Check each line of the records for "Female"; collect those that have it.

- **DATA SECTION**:
============
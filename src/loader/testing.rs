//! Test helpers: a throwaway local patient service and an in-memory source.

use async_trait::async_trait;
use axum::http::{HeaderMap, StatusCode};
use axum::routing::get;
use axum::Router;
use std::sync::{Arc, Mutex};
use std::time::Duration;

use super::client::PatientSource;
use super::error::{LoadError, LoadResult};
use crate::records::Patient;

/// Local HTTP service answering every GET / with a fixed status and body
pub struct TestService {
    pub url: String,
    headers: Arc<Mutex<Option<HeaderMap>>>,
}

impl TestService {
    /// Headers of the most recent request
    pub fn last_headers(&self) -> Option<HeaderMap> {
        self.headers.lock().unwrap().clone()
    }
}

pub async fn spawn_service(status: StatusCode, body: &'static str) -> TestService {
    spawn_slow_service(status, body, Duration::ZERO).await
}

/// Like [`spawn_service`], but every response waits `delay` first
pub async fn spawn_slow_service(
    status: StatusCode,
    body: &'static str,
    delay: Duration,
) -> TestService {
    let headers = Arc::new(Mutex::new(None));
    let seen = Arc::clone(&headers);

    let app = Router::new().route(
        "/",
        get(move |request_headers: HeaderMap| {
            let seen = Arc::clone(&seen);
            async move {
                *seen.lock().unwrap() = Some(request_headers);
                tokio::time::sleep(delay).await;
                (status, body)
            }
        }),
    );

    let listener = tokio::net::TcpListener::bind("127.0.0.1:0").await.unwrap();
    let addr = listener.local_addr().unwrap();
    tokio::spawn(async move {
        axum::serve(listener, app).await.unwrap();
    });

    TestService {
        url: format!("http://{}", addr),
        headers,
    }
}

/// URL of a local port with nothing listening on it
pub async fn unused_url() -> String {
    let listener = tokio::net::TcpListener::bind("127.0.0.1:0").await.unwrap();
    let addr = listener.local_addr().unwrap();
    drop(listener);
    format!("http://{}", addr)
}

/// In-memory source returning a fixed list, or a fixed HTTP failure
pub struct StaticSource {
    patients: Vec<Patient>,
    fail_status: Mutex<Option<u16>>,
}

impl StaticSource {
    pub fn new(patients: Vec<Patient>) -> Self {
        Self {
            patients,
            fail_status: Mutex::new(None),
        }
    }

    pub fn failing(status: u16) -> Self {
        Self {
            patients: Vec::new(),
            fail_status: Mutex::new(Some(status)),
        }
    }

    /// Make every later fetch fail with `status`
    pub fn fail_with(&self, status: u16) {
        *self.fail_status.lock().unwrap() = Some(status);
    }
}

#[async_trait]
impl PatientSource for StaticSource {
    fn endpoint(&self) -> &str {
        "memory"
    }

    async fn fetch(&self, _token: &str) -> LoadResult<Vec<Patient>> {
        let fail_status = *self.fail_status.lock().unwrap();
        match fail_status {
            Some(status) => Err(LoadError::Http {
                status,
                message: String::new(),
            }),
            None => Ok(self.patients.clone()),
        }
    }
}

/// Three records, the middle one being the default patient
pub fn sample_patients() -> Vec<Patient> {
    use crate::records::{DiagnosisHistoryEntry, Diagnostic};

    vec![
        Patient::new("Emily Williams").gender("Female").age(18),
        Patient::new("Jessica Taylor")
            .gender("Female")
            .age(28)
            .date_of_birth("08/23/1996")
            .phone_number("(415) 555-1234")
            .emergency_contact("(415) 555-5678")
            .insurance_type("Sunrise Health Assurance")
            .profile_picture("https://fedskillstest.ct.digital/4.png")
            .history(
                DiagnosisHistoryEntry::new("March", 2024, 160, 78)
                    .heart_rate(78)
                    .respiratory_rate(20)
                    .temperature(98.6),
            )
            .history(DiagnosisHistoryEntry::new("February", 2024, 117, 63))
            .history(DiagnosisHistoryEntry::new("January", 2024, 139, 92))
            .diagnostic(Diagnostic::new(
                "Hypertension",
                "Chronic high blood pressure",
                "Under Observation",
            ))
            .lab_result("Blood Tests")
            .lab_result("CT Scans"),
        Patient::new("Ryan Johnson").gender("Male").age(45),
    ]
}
============
- **RESPONSE BOX**:
        Patient::new("Emily Williams").gender("Female").age(18),
            .gender("Female")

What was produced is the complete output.